Music Program TOKYO シャイニング・シリーズVol.9 東京文化会館チェンバーオーケストラ

若きツワモノが集まって高次元のアンサンブルを実現

 このところ、国内の若手の成長ぶりが目覚ましい。あらゆるジャンルにひしめく実力派が、互いに共演のチャンスを捉えては切磋琢磨している。

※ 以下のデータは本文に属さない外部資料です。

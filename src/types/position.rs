// SPDX-License-Identifier: MPL-2.0
// This Source Code Form is subject to the terms of the Mozilla Public
// License, v. 2.0. If a copy of the MPL was not distributed with this
// file, You can obtain one at https://mozilla.org/MPL/2.0/.

//! Shutter position type.
//!
//! This module provides a type-safe representation of shutter positions,
//! ensuring values are always within the valid range of 0-100%.

use std::fmt;

use crate::error::ValueError;

/// Shutter opening as a percentage (0-100).
///
/// Tasmota reports 0 for a fully closed shutter and 100 for a fully open
/// one. The same scale is used by the window-covering characteristics.
///
/// # Examples
///
/// ```
/// use tasmota_blinds::types::Position;
///
/// let half = Position::new(50).unwrap();
/// assert_eq!(half.value(), 50);
///
/// assert_eq!(Position::CLOSED.value(), 0);
/// assert_eq!(Position::OPEN.value(), 100);
///
/// assert!(Position::new(101).is_err());
/// ```
#[derive(Debug, Clone, Copy, PartialEq, Eq, PartialOrd, Ord, Hash)]
pub struct Position(u8);

impl Position {
    /// Fully closed (0%).
    pub const CLOSED: Self = Self(0);

    /// Fully open (100%).
    pub const OPEN: Self = Self(100);

    /// Creates a new position.
    ///
    /// # Errors
    ///
    /// Returns `ValueError::OutOfRange` if value exceeds 100.
    pub fn new(value: u8) -> Result<Self, ValueError> {
        if value > 100 {
            return Err(ValueError::OutOfRange {
                min: 0,
                max: 100,
                actual: i64::from(value),
            });
        }
        Ok(Self(value))
    }

    /// Returns the percentage value.
    #[must_use]
    pub const fn value(&self) -> u8 {
        self.0
    }

    /// Returns the value as the decimal string Tasmota expects as a
    /// `ShutterPosition` payload.
    #[must_use]
    pub fn to_payload(&self) -> String {
        self.0.to_string()
    }
}

impl Default for Position {
    fn default() -> Self {
        Self::OPEN
    }
}

impl fmt::Display for Position {
    fn fmt(&self, f: &mut fmt::Formatter<'_>) -> fmt::Result {
        write!(f, "{}%", self.0)
    }
}

impl TryFrom<u8> for Position {
    type Error = ValueError;

    fn try_from(value: u8) -> Result<Self, Self::Error> {
        Self::new(value)
    }
}

impl TryFrom<i64> for Position {
    type Error = ValueError;

    fn try_from(value: i64) -> Result<Self, Self::Error> {
        match u8::try_from(value) {
            Ok(v) if v <= 100 => Ok(Self(v)),
            _ => Err(ValueError::OutOfRange {
                min: 0,
                max: 100,
                actual: value,
            }),
        }
    }
}

impl From<Position> for u8 {
    fn from(position: Position) -> Self {
        position.0
    }
}

#[cfg(test)]
mod tests {
    use super::*;

    #[test]
    fn position_bounds() {
        assert_eq!(Position::new(0).unwrap(), Position::CLOSED);
        assert_eq!(Position::new(100).unwrap(), Position::OPEN);
        assert!(Position::new(101).is_err());
    }

    #[test]
    fn position_from_i64() {
        assert_eq!(Position::try_from(42_i64).unwrap().value(), 42);
        assert_eq!(
            Position::try_from(-1_i64),
            Err(ValueError::OutOfRange {
                min: 0,
                max: 100,
                actual: -1
            })
        );
        assert!(Position::try_from(300_i64).is_err());
    }

    #[test]
    fn position_defaults_to_open() {
        assert_eq!(Position::default(), Position::OPEN);
    }

    #[test]
    fn position_payload_and_display() {
        let pos = Position::new(75).unwrap();
        assert_eq!(pos.to_payload(), "75");
        assert_eq!(pos.to_string(), "75%");
    }
}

 この“ネクスト・ジェネレーション”の勢いをまるごと肌で感じられるのが、東京文化会館が主催するシャイニング・シリーズ第9回の東京文化会館チェンバーオーケストラ。東京音楽コンクールの入賞者をベースに2014年に結成されたが、同コンクールは03年にスタート、その規模を拡大しながら世界に知られるコンクールに育ってきた。つまり、今回の演奏会はいわば“若手人材の宝庫”からの選りすぐりが集まる場というわけなのだ。

 実際、そのメンバー表を見ると、入賞後、さらに世界の著名コンクールに進出して名をなし、あるいはトップオーケストラで要職を務めるなど、第一線で活躍している奏者たちも多数参加している。また海外からの入賞組で、現在日本を拠点におく奏者も加わっており、この間の日本の音楽界の国際化も実感させられる。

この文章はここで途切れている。